Dataset entries.
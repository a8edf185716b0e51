//! Server configuration

use serde::{Deserialize, Serialize};
use std::fs;
use std::net::SocketAddr;
use std::path::{Path, PathBuf};
use thiserror::Error;

/// Signing secret used when none is configured
pub const DEV_JWT_SECRET: &str = "agora-dev-secret-change-in-production";

#[derive(Debug, Error)]
pub enum ConfigError {
    #[error("cannot read {path}: {source}")]
    Io {
        path: PathBuf,
        #[source]
        source: std::io::Error,
    },

    #[error("invalid config file: {0}")]
    Parse(#[from] toml::de::Error),

    #[error("invalid bind address `{0}`")]
    InvalidBind(String),
}

#[derive(Debug, Clone, PartialEq, Serialize, Deserialize)]
#[serde(default)]
pub struct ServerConfig {
    /// Listen address
    pub bind: String,
    /// HS256 secret for session tokens
    pub jwt_secret: String,
    /// Tracing filter when `RUST_LOG` is unset
    pub log_filter: String,
    /// Allow any origin
    pub cors_permissive: bool,
    /// Request body limit, multipart included
    pub max_body_bytes: usize,
}

impl Default for ServerConfig {
    fn default() -> Self {
        Self {
            bind: "0.0.0.0:8080".into(),
            jwt_secret: DEV_JWT_SECRET.into(),
            log_filter: "info".into(),
            cors_permissive: true,
            max_body_bytes: 2 * 1024 * 1024,
        }
    }
}

impl ServerConfig {
    /// Load from a TOML file; defaults when no path is given.
    pub fn load(path: Option<&Path>) -> Result<Self, ConfigError> {
        match path {
            Some(path) => {
                let content = fs::read_to_string(path).map_err(|source| ConfigError::Io {
                    path: path.to_path_buf(),
                    source,
                })?;
                Self::from_toml(&content)
            }
            None => Ok(Self::default()),
        }
    }

    pub fn from_toml(content: &str) -> Result<Self, ConfigError> {
        Ok(toml::from_str(content)?)
    }

    pub fn socket_addr(&self) -> Result<SocketAddr, ConfigError> {
        self.bind
            .parse()
            .map_err(|_| ConfigError::InvalidBind(self.bind.clone()))
    }

    pub fn uses_dev_secret(&self) -> bool {
        self.jwt_secret == DEV_JWT_SECRET
    }
}

#[cfg(test)]
mod tests {
    use super::*;

    #[test]
    fn test_partial_file_keeps_defaults() {
        let config = ServerConfig::from_toml("bind = \"127.0.0.1:9000\"\ncors_permissive = false\n").unwrap();
        assert_eq!(config.socket_addr().unwrap().port(), 9000);
        assert!(!config.cors_permissive);
        assert_eq!(config.log_filter, "info");
        assert!(config.uses_dev_secret());
    }

    #[test]
    fn test_bad_bind() {
        let config = ServerConfig {
            bind: "localhost".into(),
            ..Default::default()
        };
        assert!(matches!(config.socket_addr(), Err(ConfigError::InvalidBind(_))));
    }

    #[test]
    fn test_missing_file() {
        let err = ServerConfig::load(Some(Path::new("/nonexistent/agora.toml"))).unwrap_err();
        assert!(matches!(err, ConfigError::Io { .. }));
    }
}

Aim of the task. Note which lines carry the word "info" in the material, then copy each of them.

Response below.
            log_filter: "info".into(),
        assert_eq!(config.log_filter, "info");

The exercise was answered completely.